● Activity:
Going line by line through the material below, tally those that contain the word "LockPoisoned" and give the count by itself.

● Working data:
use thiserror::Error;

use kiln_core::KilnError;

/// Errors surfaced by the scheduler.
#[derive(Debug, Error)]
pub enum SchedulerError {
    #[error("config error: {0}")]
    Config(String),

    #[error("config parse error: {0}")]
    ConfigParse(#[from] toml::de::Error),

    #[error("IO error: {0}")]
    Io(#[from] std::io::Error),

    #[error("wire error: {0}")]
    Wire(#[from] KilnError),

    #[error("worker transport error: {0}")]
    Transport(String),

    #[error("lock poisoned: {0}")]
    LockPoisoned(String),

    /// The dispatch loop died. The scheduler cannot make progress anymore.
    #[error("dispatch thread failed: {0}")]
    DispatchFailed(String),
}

...

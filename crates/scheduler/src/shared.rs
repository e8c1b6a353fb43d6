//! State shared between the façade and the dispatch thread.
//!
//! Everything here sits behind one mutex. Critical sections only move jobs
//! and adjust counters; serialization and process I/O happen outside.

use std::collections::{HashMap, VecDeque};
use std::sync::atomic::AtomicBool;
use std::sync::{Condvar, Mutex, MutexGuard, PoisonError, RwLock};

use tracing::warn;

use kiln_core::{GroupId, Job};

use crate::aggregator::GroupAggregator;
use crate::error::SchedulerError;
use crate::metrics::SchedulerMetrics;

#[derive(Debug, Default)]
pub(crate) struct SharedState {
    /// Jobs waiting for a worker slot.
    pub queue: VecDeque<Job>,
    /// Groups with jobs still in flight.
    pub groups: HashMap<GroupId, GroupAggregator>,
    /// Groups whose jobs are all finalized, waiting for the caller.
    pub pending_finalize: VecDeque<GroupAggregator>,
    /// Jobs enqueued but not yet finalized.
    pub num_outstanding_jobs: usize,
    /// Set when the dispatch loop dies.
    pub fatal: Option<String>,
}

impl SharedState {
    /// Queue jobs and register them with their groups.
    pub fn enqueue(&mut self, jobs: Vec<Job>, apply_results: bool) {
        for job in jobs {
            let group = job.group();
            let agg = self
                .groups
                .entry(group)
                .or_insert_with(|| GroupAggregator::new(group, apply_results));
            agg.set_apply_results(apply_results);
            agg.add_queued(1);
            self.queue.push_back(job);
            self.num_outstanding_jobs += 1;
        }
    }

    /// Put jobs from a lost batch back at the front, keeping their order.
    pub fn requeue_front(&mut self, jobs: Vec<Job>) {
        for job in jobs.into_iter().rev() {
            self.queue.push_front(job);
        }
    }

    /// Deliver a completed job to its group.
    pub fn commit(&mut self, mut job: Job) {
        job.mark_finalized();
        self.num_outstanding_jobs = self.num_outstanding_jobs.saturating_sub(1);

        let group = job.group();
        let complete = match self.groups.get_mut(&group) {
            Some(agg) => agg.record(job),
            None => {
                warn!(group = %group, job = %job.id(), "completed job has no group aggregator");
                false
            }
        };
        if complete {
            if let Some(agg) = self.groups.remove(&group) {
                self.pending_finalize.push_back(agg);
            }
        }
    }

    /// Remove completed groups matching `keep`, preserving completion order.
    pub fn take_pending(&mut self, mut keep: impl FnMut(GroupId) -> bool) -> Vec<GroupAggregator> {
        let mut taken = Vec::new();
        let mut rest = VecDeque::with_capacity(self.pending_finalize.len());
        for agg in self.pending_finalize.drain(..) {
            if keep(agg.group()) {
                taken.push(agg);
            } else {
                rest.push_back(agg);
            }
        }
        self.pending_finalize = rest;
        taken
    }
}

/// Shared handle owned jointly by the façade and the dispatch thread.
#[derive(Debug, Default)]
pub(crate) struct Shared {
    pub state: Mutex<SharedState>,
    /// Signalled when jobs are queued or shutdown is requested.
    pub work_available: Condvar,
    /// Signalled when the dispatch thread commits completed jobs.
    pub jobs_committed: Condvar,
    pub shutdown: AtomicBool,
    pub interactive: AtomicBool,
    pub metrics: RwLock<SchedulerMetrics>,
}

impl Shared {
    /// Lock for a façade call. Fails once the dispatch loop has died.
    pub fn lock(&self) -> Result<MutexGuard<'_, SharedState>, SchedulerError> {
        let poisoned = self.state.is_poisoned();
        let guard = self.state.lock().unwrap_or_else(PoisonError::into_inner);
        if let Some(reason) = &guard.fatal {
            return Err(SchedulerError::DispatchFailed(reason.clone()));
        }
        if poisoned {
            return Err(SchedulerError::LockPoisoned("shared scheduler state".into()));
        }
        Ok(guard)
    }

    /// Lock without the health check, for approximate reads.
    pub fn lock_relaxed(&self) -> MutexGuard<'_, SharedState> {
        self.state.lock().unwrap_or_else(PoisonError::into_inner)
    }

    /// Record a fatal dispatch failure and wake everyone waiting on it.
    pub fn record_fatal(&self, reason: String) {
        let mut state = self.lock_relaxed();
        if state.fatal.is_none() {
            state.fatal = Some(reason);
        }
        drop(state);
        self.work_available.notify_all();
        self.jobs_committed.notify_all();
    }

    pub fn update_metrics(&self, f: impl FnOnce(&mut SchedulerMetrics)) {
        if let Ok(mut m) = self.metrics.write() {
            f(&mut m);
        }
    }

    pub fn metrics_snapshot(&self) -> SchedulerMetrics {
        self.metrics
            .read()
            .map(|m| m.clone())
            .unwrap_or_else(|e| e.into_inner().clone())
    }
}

● Task solution:
2